In the entries below, find the line with "use std::collections::HashSet;" and the line with "Worktree for the"; give again those lines and every line between them, exactly.

(Stored items)

++++++++++++++++++++

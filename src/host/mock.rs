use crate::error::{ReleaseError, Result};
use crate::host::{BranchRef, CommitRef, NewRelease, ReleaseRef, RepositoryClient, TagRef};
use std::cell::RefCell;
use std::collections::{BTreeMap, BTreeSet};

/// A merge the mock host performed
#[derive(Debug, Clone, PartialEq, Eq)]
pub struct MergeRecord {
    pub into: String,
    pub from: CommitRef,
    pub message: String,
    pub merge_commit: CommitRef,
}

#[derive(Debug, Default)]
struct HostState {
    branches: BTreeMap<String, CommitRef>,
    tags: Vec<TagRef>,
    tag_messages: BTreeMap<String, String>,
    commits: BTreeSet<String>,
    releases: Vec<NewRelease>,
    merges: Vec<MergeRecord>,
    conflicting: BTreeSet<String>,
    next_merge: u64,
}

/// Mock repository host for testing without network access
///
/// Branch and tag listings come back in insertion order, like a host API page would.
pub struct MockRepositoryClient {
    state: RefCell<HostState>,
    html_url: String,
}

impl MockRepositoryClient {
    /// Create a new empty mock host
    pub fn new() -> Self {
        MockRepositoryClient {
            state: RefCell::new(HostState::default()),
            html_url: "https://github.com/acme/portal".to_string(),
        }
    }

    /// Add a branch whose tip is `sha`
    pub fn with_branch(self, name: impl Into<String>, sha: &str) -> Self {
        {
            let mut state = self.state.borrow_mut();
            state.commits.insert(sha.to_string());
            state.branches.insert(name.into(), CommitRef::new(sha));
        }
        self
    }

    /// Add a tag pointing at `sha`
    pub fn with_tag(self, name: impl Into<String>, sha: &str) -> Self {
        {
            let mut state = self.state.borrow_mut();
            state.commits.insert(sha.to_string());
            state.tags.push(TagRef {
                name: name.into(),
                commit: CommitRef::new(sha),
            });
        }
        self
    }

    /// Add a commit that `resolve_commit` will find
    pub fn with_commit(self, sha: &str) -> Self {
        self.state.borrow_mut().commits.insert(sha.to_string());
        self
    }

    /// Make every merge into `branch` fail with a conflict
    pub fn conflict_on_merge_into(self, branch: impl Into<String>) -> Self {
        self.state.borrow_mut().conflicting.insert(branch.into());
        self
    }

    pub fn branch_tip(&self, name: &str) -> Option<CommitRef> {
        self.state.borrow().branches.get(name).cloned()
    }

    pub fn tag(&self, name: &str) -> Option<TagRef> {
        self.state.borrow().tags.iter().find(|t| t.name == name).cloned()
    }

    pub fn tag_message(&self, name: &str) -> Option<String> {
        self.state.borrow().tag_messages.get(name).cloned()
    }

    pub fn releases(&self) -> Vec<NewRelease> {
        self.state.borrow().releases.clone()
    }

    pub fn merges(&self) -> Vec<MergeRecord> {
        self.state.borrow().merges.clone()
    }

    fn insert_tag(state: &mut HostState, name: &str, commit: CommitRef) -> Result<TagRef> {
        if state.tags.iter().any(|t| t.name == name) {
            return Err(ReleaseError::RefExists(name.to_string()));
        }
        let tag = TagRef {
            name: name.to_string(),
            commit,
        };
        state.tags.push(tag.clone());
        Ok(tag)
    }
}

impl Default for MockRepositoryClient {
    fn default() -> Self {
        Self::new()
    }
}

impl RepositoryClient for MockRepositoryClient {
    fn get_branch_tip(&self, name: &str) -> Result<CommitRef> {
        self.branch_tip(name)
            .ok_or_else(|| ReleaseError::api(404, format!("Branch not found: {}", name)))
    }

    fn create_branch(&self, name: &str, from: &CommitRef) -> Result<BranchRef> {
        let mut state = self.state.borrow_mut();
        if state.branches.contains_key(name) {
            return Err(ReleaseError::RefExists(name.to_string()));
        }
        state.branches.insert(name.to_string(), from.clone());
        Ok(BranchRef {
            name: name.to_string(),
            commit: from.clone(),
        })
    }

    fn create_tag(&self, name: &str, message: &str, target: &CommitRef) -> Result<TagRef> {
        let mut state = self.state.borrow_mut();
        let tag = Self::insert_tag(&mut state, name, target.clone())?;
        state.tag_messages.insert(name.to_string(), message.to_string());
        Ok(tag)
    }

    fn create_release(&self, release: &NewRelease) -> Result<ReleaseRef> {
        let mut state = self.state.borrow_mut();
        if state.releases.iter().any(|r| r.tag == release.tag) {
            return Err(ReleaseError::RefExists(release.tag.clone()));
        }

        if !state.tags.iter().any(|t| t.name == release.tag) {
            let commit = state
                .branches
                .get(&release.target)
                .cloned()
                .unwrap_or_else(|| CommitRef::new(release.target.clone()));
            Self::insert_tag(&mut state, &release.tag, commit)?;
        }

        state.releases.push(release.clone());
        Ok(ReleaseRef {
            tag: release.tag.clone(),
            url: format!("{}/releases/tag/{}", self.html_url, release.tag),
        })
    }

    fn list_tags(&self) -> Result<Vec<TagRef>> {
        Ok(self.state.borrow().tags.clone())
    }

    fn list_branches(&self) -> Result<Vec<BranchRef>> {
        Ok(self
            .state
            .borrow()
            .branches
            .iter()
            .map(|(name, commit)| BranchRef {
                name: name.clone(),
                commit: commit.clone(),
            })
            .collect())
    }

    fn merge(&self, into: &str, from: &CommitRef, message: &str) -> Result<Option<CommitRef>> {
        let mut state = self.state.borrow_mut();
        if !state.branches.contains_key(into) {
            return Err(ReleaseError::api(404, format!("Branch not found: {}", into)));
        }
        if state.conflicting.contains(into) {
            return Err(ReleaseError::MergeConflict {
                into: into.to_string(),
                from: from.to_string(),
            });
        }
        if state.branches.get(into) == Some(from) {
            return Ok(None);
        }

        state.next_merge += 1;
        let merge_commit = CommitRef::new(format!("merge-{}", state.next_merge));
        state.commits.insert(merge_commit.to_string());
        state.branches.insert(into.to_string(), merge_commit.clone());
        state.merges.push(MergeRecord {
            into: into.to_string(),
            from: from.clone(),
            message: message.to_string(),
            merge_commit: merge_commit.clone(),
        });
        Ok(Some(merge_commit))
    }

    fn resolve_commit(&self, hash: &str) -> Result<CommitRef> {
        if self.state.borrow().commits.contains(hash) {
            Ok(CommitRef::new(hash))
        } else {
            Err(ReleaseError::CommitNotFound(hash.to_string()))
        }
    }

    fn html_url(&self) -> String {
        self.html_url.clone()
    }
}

++++++++++++++++++++

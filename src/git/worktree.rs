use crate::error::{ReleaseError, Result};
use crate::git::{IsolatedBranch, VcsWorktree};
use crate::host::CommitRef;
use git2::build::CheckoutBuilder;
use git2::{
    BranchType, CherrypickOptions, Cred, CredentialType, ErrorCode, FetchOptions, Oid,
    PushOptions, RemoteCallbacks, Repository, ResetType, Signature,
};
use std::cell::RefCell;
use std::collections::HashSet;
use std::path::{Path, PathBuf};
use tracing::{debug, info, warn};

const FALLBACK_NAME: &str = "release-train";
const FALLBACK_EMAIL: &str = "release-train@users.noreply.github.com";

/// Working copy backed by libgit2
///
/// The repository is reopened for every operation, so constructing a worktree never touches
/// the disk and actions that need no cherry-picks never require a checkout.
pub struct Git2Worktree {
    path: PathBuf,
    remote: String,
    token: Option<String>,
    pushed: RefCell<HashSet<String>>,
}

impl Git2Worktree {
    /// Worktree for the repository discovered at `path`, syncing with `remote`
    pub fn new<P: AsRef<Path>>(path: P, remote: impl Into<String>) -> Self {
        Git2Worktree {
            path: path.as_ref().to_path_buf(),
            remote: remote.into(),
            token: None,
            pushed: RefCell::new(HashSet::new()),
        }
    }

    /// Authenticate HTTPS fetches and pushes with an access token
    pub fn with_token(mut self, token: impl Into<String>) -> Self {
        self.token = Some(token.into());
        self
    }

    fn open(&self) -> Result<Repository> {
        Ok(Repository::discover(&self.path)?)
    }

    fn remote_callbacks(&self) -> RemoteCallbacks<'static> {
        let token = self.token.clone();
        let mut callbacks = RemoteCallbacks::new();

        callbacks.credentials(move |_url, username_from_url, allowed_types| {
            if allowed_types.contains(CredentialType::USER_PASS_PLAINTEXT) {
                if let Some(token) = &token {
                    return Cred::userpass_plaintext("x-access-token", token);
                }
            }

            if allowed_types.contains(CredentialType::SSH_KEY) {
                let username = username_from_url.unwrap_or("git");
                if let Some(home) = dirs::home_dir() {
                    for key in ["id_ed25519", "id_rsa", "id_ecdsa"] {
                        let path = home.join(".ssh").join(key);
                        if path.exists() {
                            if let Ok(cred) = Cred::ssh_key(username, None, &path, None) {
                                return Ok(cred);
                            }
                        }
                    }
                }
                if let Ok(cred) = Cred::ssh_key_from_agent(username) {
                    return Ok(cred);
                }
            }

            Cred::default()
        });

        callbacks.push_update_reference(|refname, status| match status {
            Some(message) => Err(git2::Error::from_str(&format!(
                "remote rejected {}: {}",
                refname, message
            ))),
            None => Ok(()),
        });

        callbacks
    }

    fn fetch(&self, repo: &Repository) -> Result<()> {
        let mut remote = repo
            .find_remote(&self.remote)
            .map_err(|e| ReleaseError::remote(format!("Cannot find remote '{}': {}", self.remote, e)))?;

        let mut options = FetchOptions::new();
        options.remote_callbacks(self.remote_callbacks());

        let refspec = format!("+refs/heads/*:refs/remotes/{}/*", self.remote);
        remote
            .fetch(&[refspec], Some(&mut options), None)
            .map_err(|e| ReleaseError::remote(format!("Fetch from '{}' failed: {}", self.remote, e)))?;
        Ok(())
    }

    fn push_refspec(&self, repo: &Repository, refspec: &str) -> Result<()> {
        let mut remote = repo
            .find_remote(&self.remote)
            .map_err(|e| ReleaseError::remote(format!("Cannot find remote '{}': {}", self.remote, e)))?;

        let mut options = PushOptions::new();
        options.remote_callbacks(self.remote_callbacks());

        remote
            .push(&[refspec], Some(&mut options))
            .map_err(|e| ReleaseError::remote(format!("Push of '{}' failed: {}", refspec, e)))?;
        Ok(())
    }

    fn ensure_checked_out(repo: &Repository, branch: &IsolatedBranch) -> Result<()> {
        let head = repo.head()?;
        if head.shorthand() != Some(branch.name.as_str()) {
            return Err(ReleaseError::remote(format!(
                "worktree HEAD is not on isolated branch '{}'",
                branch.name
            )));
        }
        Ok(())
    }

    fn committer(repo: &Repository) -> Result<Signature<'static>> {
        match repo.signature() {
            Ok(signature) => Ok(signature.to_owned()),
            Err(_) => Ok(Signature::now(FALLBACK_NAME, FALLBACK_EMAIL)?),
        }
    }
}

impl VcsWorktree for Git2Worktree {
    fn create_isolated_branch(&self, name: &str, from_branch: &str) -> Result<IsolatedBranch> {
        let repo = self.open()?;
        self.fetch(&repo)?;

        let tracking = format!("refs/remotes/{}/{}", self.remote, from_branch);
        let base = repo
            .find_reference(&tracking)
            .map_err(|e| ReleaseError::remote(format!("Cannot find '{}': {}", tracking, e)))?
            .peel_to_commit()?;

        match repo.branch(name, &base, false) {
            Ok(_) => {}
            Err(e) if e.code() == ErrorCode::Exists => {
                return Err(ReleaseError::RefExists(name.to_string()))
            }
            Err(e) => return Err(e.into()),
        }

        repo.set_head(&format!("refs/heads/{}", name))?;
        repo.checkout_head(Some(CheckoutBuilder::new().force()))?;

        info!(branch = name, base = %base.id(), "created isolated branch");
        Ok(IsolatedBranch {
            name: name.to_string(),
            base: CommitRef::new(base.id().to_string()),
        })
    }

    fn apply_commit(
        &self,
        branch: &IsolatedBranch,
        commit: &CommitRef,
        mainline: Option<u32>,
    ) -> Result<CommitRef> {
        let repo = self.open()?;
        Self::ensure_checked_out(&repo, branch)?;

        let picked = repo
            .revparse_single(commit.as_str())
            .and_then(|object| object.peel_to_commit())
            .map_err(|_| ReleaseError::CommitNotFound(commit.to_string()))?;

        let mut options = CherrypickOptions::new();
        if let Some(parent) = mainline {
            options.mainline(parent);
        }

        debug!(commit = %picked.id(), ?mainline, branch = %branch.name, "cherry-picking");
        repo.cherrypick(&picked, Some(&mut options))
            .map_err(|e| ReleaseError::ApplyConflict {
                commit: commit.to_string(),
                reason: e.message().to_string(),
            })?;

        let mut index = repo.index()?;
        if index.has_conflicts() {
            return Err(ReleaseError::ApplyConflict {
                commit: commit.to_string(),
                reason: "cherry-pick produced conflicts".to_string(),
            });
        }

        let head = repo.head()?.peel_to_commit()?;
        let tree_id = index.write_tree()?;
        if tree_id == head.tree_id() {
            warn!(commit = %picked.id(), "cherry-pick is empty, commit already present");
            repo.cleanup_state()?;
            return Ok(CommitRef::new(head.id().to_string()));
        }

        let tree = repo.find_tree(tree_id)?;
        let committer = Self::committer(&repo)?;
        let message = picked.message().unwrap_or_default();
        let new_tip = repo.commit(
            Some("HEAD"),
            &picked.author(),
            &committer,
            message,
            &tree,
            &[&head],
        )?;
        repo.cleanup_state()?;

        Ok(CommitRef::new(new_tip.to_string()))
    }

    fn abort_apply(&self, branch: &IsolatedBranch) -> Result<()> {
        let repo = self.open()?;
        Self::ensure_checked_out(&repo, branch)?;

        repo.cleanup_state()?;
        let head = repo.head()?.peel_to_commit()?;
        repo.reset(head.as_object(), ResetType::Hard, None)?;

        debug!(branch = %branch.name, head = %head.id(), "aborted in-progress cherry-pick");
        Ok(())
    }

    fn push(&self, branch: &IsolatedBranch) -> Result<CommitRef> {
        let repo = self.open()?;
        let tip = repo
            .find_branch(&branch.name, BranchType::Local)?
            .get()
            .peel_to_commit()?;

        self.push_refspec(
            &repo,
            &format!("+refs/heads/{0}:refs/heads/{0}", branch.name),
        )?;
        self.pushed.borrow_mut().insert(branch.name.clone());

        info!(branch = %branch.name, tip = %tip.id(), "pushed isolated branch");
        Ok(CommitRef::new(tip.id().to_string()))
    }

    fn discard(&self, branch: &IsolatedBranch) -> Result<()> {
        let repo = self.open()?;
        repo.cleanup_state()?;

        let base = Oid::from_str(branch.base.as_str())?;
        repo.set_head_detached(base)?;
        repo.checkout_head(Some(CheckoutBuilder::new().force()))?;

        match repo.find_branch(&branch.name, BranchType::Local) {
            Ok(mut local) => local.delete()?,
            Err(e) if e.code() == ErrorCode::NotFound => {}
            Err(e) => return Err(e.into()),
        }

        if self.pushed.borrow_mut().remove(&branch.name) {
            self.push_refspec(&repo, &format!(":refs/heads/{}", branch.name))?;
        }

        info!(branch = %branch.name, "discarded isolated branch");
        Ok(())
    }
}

++++++++++++++++++++

## Exercise output
use std::collections::HashSet;
use std::path::{Path, PathBuf};
use tracing::{debug, info, warn};

const FALLBACK_NAME: &str = "release-train";
const FALLBACK_EMAIL: &str = "release-train@users.noreply.github.com";

/// Working copy backed by libgit2
///
/// The repository is reopened for every operation, so constructing a worktree never touches
/// the disk and actions that need no cherry-picks never require a checkout.
pub struct Git2Worktree {
    path: PathBuf,
    remote: String,
    token: Option<String>,
    pushed: RefCell<HashSet<String>>,
}

impl Git2Worktree {
    /// Worktree for the repository discovered at `path`, syncing with `remote`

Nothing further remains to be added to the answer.